What would happen if our churches adopted the first century organizational structure? No more hearing about a "new paradigm;" no more hearing about how "God is doing a new thing." Here is how our churches would look if this first century model was adopted. At this writing, I don't know any evangelical denomination/ministry/church that does this, do you?
Our first century model church would be run by elders. The pastor would either be one of the elders, selected by the elders; or, a highly spiritual person recommended by a church in another city. If the church was newly established by an apostle of another church, it would be run by him/them until mature elders could be raised up from within it.
The pastor-teacher would not be teaching 48 weeks a year (2 weeks vacation; 2 weeks for a guest speaker and/or missionary week). There would be other teachers and prophets teaching many weeks. Some of these would be teaching elders, and teachers and prophets from within the church. Others would be visiting speakers - teachers and prophets and apostles. Elders would mainly be selected by other elders, or if there was an apostle/church over our model church, they would select them.

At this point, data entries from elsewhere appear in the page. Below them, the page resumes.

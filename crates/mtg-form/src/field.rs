//! Typed form fields.
//!
//! Every field declares its kind through its default value. Submitted
//! strings are converted back to that kind on export, and choices are
//! stored as their option list followed by the selected index:
//!
//! ```json
//! {"Name": "abc", "Count": 5, "Nozzle": ["x", "y", "z", 1]}
//! ```

use std::fmt;

use serde::{Deserialize, Serialize};
use serde_json::Value;

use crate::error::{FormError, Result};

/// One entry of a choice field.
#[derive(Debug, Clone, PartialEq, Eq)]
pub enum ChoiceOption {
    /// Whole-number option.
    Integer(i64),
    /// Text option.
    Text(String),
}

impl ChoiceOption {
    /// Parse a submitted value the way choices are matched on export:
    /// as an integer when it parses as one, as text otherwise.
    pub fn parse(value: &str) -> Self {
        match value.trim().parse::<i64>() {
            Ok(n) => ChoiceOption::Integer(n),
            Err(_) => ChoiceOption::Text(value.to_string()),
        }
    }

    fn to_json(&self) -> Value {
        match self {
            ChoiceOption::Integer(n) => Value::from(*n),
            ChoiceOption::Text(s) => Value::from(s.as_str()),
        }
    }
}

impl fmt::Display for ChoiceOption {
    fn fmt(&self, f: &mut fmt::Formatter<'_>) -> fmt::Result {
        match self {
            ChoiceOption::Integer(n) => write!(f, "{n}"),
            ChoiceOption::Text(s) => f.write_str(s),
        }
    }
}

impl From<i64> for ChoiceOption {
    fn from(n: i64) -> Self {
        ChoiceOption::Integer(n)
    }
}

impl From<i32> for ChoiceOption {
    fn from(n: i32) -> Self {
        ChoiceOption::Integer(n.into())
    }
}

impl From<&str> for ChoiceOption {
    fn from(s: &str) -> Self {
        ChoiceOption::Text(s.to_string())
    }
}

/// Default (and exported) value of a field.
#[derive(Debug, Clone, PartialEq, Serialize, Deserialize)]
#[serde(try_from = "Value", into = "Value")]
pub enum FieldValue {
    /// Free text.
    Text(String),
    /// Whole number.
    Integer(i64),
    /// Real number.
    Float(f64),
    /// Flag, entered as `True` / `False`.
    Boolean(bool),
    /// Single selection among `options`.
    Choice {
        /// Selectable options, in display order.
        options: Vec<ChoiceOption>,
        /// Zero-based index of the selected option.
        selected: usize,
    },
}

impl FieldValue {
    /// Choice among `options` with `selected` preselected.
    pub fn choice<T: Into<ChoiceOption>>(options: impl IntoIterator<Item = T>, selected: usize) -> Self {
        FieldValue::Choice {
            options: options.into_iter().map(Into::into).collect(),
            selected,
        }
    }

    /// Name of the value's kind, as used in conversion errors.
    pub fn kind(&self) -> &'static str {
        match self {
            FieldValue::Text(_) => "text",
            FieldValue::Integer(_) => "integer",
            FieldValue::Float(_) => "float",
            FieldValue::Boolean(_) => "boolean",
            FieldValue::Choice { .. } => "choice",
        }
    }

    /// Whether `other` can stand in for this value without changing the
    /// field's control.
    pub fn same_kind(&self, other: &FieldValue) -> bool {
        match (self, other) {
            (
                FieldValue::Choice { options: a, .. },
                FieldValue::Choice { options: b, .. },
            ) => a == b,
            _ => std::mem::discriminant(self) == std::mem::discriminant(other),
        }
    }

    /// The value as an operator sees it in the form.
    ///
    /// Floats keep a decimal point (`5.0`), booleans read `True` / `False`
    /// and a choice shows its selected option.
    pub fn display_text(&self) -> String {
        match self {
            FieldValue::Text(s) => s.clone(),
            FieldValue::Integer(n) => n.to_string(),
            FieldValue::Float(x) => format_float(*x),
            FieldValue::Boolean(true) => "True".into(),
            FieldValue::Boolean(false) => "False".into(),
            FieldValue::Choice { options, selected } => options
                .get(*selected)
                .map(ToString::to_string)
                .unwrap_or_default(),
        }
    }

    /// Convert a JSON value.
    ///
    /// Strings, integers, floats and booleans map to their scalar kinds.
    /// An array whose last element is a non-negative integer is a choice:
    /// the preceding elements are the options, the last one the selection.
    pub fn from_json(value: &Value) -> Result<Self> {
        match value {
            Value::String(s) => Ok(FieldValue::Text(s.clone())),
            Value::Bool(b) => Ok(FieldValue::Boolean(*b)),
            Value::Number(n) => {
                if let Some(i) = n.as_i64() {
                    Ok(FieldValue::Integer(i))
                } else if n.is_f64() {
                    n.as_f64()
                        .map(FieldValue::Float)
                        .ok_or_else(|| FormError::UnsupportedValue(n.to_string()))
                } else {
                    Err(FormError::UnsupportedValue(format!("{n} is out of range")))
                }
            }
            Value::Array(items) => {
                let (last, rest) = items
                    .split_last()
                    .ok_or_else(|| FormError::UnsupportedValue("empty choice list".into()))?;
                let selected = last
                    .as_u64()
                    .and_then(|i| usize::try_from(i).ok())
                    .ok_or_else(|| {
                        FormError::UnsupportedValue(format!(
                            "choice list must end with the selected index, found {last}"
                        ))
                    })?;
                let options = rest
                    .iter()
                    .map(|item| match item {
                        Value::String(s) => Ok(ChoiceOption::Text(s.clone())),
                        Value::Number(n) => n.as_i64().map(ChoiceOption::Integer).ok_or_else(|| {
                            FormError::UnsupportedValue(format!("choice option {n}"))
                        }),
                        other => Err(FormError::UnsupportedValue(format!("choice option {other}"))),
                    })
                    .collect::<Result<Vec<_>>>()?;
                Ok(FieldValue::Choice { options, selected })
            }
            other => Err(FormError::UnsupportedValue(other.to_string())),
        }
    }

    /// The value in its exported JSON form.
    pub fn to_json(&self) -> Value {
        match self {
            FieldValue::Text(s) => Value::from(s.as_str()),
            FieldValue::Integer(n) => Value::from(*n),
            FieldValue::Float(x) => Value::from(*x),
            FieldValue::Boolean(b) => Value::from(*b),
            FieldValue::Choice { options, selected } => Value::Array(
                options
                    .iter()
                    .map(ChoiceOption::to_json)
                    .chain(std::iter::once(Value::from(*selected)))
                    .collect(),
            ),
        }
    }
}

fn format_float(x: f64) -> String {
    if x.is_finite() && x.fract() == 0.0 && x.abs() < 1e16 {
        format!("{x:.1}")
    } else {
        x.to_string()
    }
}

impl TryFrom<Value> for FieldValue {
    type Error = FormError;

    fn try_from(value: Value) -> Result<Self> {
        FieldValue::from_json(&value)
    }
}

impl From<FieldValue> for Value {
    fn from(value: FieldValue) -> Self {
        value.to_json()
    }
}

impl From<&str> for FieldValue {
    fn from(s: &str) -> Self {
        FieldValue::Text(s.to_string())
    }
}

impl From<String> for FieldValue {
    fn from(s: String) -> Self {
        FieldValue::Text(s)
    }
}

impl From<i64> for FieldValue {
    fn from(n: i64) -> Self {
        FieldValue::Integer(n)
    }
}

impl From<i32> for FieldValue {
    fn from(n: i32) -> Self {
        FieldValue::Integer(n.into())
    }
}

impl From<f64> for FieldValue {
    fn from(x: f64) -> Self {
        FieldValue::Float(x)
    }
}

impl From<bool> for FieldValue {
    fn from(b: bool) -> Self {
        FieldValue::Boolean(b)
    }
}

/// A named input of a form.
#[derive(Debug, Clone, PartialEq)]
pub struct ParameterField {
    /// Label shown to the operator and key of the exported document.
    pub name: String,
    /// Initial value; also fixes the field's kind.
    pub default: FieldValue,
}

impl ParameterField {
    /// Create a field.
    pub fn new(name: impl Into<String>, default: impl Into<FieldValue>) -> Self {
        Self {
            name: name.into(),
            default: default.into(),
        }
    }
}

#[cfg(test)]
mod tests {
    use super::*;
    use serde_json::json;

    #[test]
    fn test_from_json_kinds() {
        assert_eq!(FieldValue::from_json(&json!("abc")).unwrap(), FieldValue::from("abc"));
        assert_eq!(FieldValue::from_json(&json!(5)).unwrap(), FieldValue::Integer(5));
        assert_eq!(FieldValue::from_json(&json!(-2)).unwrap(), FieldValue::Integer(-2));
        assert_eq!(FieldValue::from_json(&json!(0.5)).unwrap(), FieldValue::Float(0.5));
        assert_eq!(FieldValue::from_json(&json!(true)).unwrap(), FieldValue::Boolean(true));
        assert_eq!(
            FieldValue::from_json(&json!(["x", "y", "z", 1])).unwrap(),
            FieldValue::choice(["x", "y", "z"], 1)
        );
        assert_eq!(
            FieldValue::from_json(&json!([8, 16, "auto", 2])).unwrap(),
            FieldValue::Choice {
                options: vec![
                    ChoiceOption::Integer(8),
                    ChoiceOption::Integer(16),
                    ChoiceOption::Text("auto".into()),
                ],
                selected: 2,
            }
        );
    }

    #[test]
    fn test_from_json_rejects() {
        for bad in [
            json!(null),
            json!({"a": 1}),
            json!([]),
            json!(["x", "y"]),
            json!(["x", -1]),
            json!([[1], 0]),
        ] {
            assert!(
                matches!(FieldValue::from_json(&bad), Err(FormError::UnsupportedValue(_))),
                "{bad}"
            );
        }
    }

    #[test]
    fn test_to_json_choice_layout() {
        let v = FieldValue::choice(["a", "b"], 1);
        assert_eq!(v.to_json(), json!(["a", "b", 1]));
        assert_eq!(FieldValue::Float(2.5).to_json(), json!(2.5));
    }

    #[test]
    fn test_display_text() {
        assert_eq!(FieldValue::Integer(5).display_text(), "5");
        assert_eq!(FieldValue::Float(5.0).display_text(), "5.0");
        assert_eq!(FieldValue::Float(0.25).display_text(), "0.25");
        assert_eq!(FieldValue::Boolean(false).display_text(), "False");
        assert_eq!(FieldValue::choice([10, 20], 1).display_text(), "20");
        assert_eq!(FieldValue::choice(["a"], 3).display_text(), "");
    }

    #[test]
    fn test_choice_option_parse() {
        assert_eq!(ChoiceOption::parse("12"), ChoiceOption::Integer(12));
        assert_eq!(ChoiceOption::parse("z"), ChoiceOption::Text("z".into()));
        assert_eq!(ChoiceOption::parse("1.5"), ChoiceOption::Text("1.5".into()));
    }

    #[test]
    fn test_same_kind() {
        let a = FieldValue::choice(["a", "b"], 0);
        assert!(a.same_kind(&FieldValue::choice(["a", "b"], 1)));
        assert!(!a.same_kind(&FieldValue::choice(["a", "c"], 1)));
        assert!(FieldValue::Integer(1).same_kind(&FieldValue::Integer(9)));
        assert!(!FieldValue::Integer(1).same_kind(&FieldValue::Float(1.0)));
    }

    #[test]
    fn test_serde_through_json() {
        let v: Vec<FieldValue> = serde_json::from_str(r#"["a", 3, ["p", "q", 0]]"#).unwrap();
        assert_eq!(v[2], FieldValue::choice(["p", "q"], 0));
        assert_eq!(serde_json::to_string(&v).unwrap(), r#"["a",3,["p","q",0]]"#);
    }
}
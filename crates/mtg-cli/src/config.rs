//! TOML job and form files.

use std::fs;
use std::path::{Path, PathBuf};

use anyhow::{Context, Result};
use mtg_form::{FieldColumn, FieldValue, FormSpec, ImageInfo, ParameterField};
use mtg_surface::FitOptions;
use serde::Deserialize;

/// A surface fitting job.
///
/// ```toml
/// stl = "scans/wing.stl"
/// u_size = 20
/// v_size = 30
/// eval_delta = 0.02
/// render_surface = true
/// ```
#[derive(Debug, Clone, PartialEq, Deserialize)]
#[serde(deny_unknown_fields)]
pub struct JobConfig {
    pub stl: PathBuf,
    pub u_size: usize,
    pub v_size: usize,
    #[serde(default = "default_degree")]
    pub u_degree: usize,
    #[serde(default = "default_degree")]
    pub v_degree: usize,
    #[serde(default = "default_eval_delta")]
    pub eval_delta: f64,
    #[serde(default = "default_true")]
    pub export_json: bool,
    #[serde(default)]
    pub render_surface: bool,
    #[serde(default)]
    pub render_eval: bool,
}

fn default_degree() -> usize {
    3
}

fn default_eval_delta() -> f64 {
    0.01
}

fn default_true() -> bool {
    true
}

impl JobConfig {
    /// Job for `stl` with every option at its default.
    pub fn new(stl: PathBuf, u_size: usize, v_size: usize) -> Self {
        Self {
            stl,
            u_size,
            v_size,
            u_degree: default_degree(),
            v_degree: default_degree(),
            eval_delta: default_eval_delta(),
            export_json: true,
            render_surface: false,
            render_eval: false,
        }
    }

    /// Read a job file. A relative `stl` path is taken relative to the
    /// job file.
    pub fn load(path: &Path) -> Result<Self> {
        let text = fs::read_to_string(path)
            .with_context(|| format!("failed to read job file {}", path.display()))?;
        let mut job: JobConfig = toml::from_str(&text)
            .with_context(|| format!("invalid job file {}", path.display()))?;
        job.stl = relative_to(path, &job.stl);
        Ok(job)
    }

    pub fn fit_options(&self) -> FitOptions {
        FitOptions {
            u_size: self.u_size,
            v_size: self.v_size,
            u_degree: self.u_degree,
            v_degree: self.v_degree,
            eval_delta: self.eval_delta,
            export_json: self.export_json,
            render_surface: self.render_surface,
            render_eval: self.render_eval,
        }
    }
}

/// A parameter form.
///
/// ```toml
/// title = "Project parameters"
/// instructions = "Provide the parameters of your program."
///
/// [[columns]]
/// fields = [
///     { name = "Name", default = "abc" },
///     { name = "Nozzle", default = ["x", "y", "z", 1] },
/// ]
/// ```
#[derive(Debug, Clone, PartialEq, Deserialize)]
#[serde(deny_unknown_fields)]
pub struct FormFile {
    pub title: String,
    #[serde(default)]
    pub instructions: String,
    #[serde(default = "default_width")]
    pub width: u32,
    #[serde(default = "default_height")]
    pub height: u32,
    #[serde(default)]
    pub compact_fields: bool,
    #[serde(default)]
    pub image: Option<ImageInfo>,
    pub columns: Vec<ColumnFile>,
}

#[derive(Debug, Clone, PartialEq, Deserialize)]
#[serde(deny_unknown_fields)]
pub struct ColumnFile {
    #[serde(default)]
    pub header: Option<String>,
    pub fields: Vec<FieldFile>,
}

#[derive(Debug, Clone, PartialEq, Deserialize)]
#[serde(deny_unknown_fields)]
pub struct FieldFile {
    pub name: String,
    pub default: FieldValue,
}

fn default_width() -> u32 {
    mtg_form::spec::DEFAULT_WIDTH
}

fn default_height() -> u32 {
    mtg_form::spec::DEFAULT_HEIGHT
}

impl FormFile {
    /// Read a form file. A relative image path is taken relative to the
    /// form file.
    pub fn load(path: &Path) -> Result<Self> {
        let text = fs::read_to_string(path)
            .with_context(|| format!("failed to read form file {}", path.display()))?;
        let mut form: FormFile = toml::from_str(&text)
            .with_context(|| format!("invalid form file {}", path.display()))?;
        if let Some(image) = &mut form.image {
            image.path = relative_to(path, &image.path);
        }
        Ok(form)
    }

    pub fn into_spec(self) -> FormSpec {
        let mut spec = FormSpec::new(self.title, self.instructions, Vec::new())
            .with_size(self.width, self.height)
            .compact(self.compact_fields);
        spec.image = self.image;
        spec.columns = self
            .columns
            .into_iter()
            .map(|c| FieldColumn {
                header: c.header,
                fields: c
                    .fields
                    .into_iter()
                    .map(|f| ParameterField::new(f.name, f.default))
                    .collect(),
            })
            .collect();
        spec
    }
}

fn relative_to(file: &Path, target: &Path) -> PathBuf {
    match file.parent() {
        Some(dir) if target.is_relative() => dir.join(target),
        _ => target.to_path_buf(),
    }
}

#[cfg(test)]
mod tests {
    use super::*;

    #[test]
    fn test_job_defaults() {
        let job: JobConfig = toml::from_str(
            r#"
            stl = "wing.stl"
            u_size = 20
            v_size = 30
            "#,
        )
        .unwrap();
        assert_eq!(job, JobConfig::new("wing.stl".into(), 20, 30));
        let options = job.fit_options();
        assert_eq!((options.u_degree, options.v_degree), (3, 3));
        assert_eq!(options.eval_delta, 0.01);
        assert!(options.export_json);
    }

    #[test]
    fn test_job_rejects_unknown_keys() {
        let err = toml::from_str::<JobConfig>("stl = 'a.stl'\nu_size = 4\nv_size = 4\nusize = 3");
        assert!(err.is_err());
    }

    #[test]
    fn test_job_load_resolves_stl() {
        let dir = tempfile::tempdir().unwrap();
        let path = dir.path().join("job.toml");
        fs::write(&path, "stl = 'scan.stl'\nu_size = 5\nv_size = 4\nrender_eval = true\n").unwrap();
        let job = JobConfig::load(&path).unwrap();
        assert_eq!(job.stl, dir.path().join("scan.stl"));
        assert!(job.render_eval);
    }

    #[test]
    fn test_form_file_into_spec() {
        let form: FormFile = toml::from_str(
            r#"
            title = "Printhead"
            compact_fields = true

            [[columns]]
            header = "Left"
            fields = [
                { name = "Temp L", default = 210 },
                { name = "Flow L", default = 1.0 },
            ]

            [[columns]]
            header = "Right"
            fields = [
                { name = "Nozzle", default = ["x", "y", "z", 1] },
                { name = "Purge", default = false },
            ]
            "#,
        )
        .unwrap();
        assert_eq!(form.width, 375);
        let spec = form.into_spec();
        assert!(spec.has_columns());
        assert!(spec.compact_fields);
        let defaults: Vec<_> = spec.fields().map(|f| f.default.clone()).collect();
        assert_eq!(
            defaults,
            [
                FieldValue::Integer(210),
                FieldValue::Float(1.0),
                FieldValue::choice(["x", "y", "z"], 1),
                FieldValue::Boolean(false),
            ]
        );
    }

    #[test]
    fn test_form_file_rejects_bad_default() {
        let err = toml::from_str::<FormFile>(
            r#"
            title = "t"
            [[columns]]
            fields = [{ name = "C", default = ["x", "y"] }]
            "#,
        );
        assert!(err.is_err());
    }
}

There would be no talk of a "special anointed" person being the head of the church and the congregation "catching his vision." The vision would be communicated by God to the elders; the elders to the congregants.
In our model church, deacons would be selected by the elders to minister to the sick (helping them heal, seeing they get care), while the elders would be the ones praying for the sick to get well per James 5:13-15,
Is any sick among you? let him call for the elders of the church; and let them pray over him, anointing him with oil in the name of the Lord:
And the prayer of faith shall save the sick, and the Lord shall raise him up; and if he have committed sins, they shall be forgiven him.
The deacons would also be seeing to the needs of the poorer ones in the congregation, giving money or food to them, and especially looking after the widows and oprhaned chidldren (single adults would also fall within this category if they had no one to take care of them).
The elders would pray and counsel members of the congregation who requested it. Of course both elders and deacons; prophets and teachers had to be very mature both in spirit and in emotion.
Perhaps more people would have more balanced teaching, feel more taken care of, have less control and abuse, and get more out of church. This in turn would attract more non-believers.
Sounds like a pretty good church to me.
A Prayer Request & Thanks
6 days ago

9 comments:
I think there are some churches actually trying to do this 'new testament church" thing. I think New Frontiers, and to a lesser extent Sovereign Grace Ministries as well as some others I'm less familiar with. I'm all for it, and will not settle for any other kind of church if I can help it. There's something wonderful about being in a meeting that feels authentic, like you guess it would have been like at that time. There is a special unity in the Spirit--and intimacy with God when you do church (or at least try to) the way he intended it to be donel
Amen, amen, amen!
This is definitely the type of church I would love to be a part of.
Yes.
i think the house church movement is trying to do this. i've written about them on my blog. try house2house.net
God is good
jpu
Very interesting, Diane. Not to throw water on this, as I believe there are some great ideals here, but if the church was set up the exact same way as the First Century Church, would it still be as effective in the 21st Century? In other words, shouldn't we allow for a changing culture? Jesus Christ is the same yesterday, today and forever, but culture isn't and neither are people.
I think the church should change with the culture, but not at the expense of the poor, the widowed and the orphan. We think of ourselves as an enlightened church, but we are not if we forget the fundamentals.
For more on this check out my recent post on helping the poor at
http://www.thoughtsofagyrovague.com
rev-ed,
Why wouldn't it work today? I wrote the deacons were taking care of their poor. THis certainly could be extended to the community. But sadly, in many churches I've obsered, they will take care of the community BEFORE their own.
The elders and others are counseling members. Leaders are accountable. It looks to me as if this is a perfect fit for the 21st century.
small group guy,
What I wrote in my post could fit with any culture as long as the unholy part of the culture didn't taint the church...right?
We agree, the church should be relevant to the culture. Where I express concern is this. When the church in ANY way makes a compromise in doctrine, refuses to preach on a specific subject or in any way dillude the gospel, it fails. Often when the church searches for relevancy it leaves some doctrine behind.
I can not think of to many examples of churches trying to truly be relevant that did not compromise the gospel.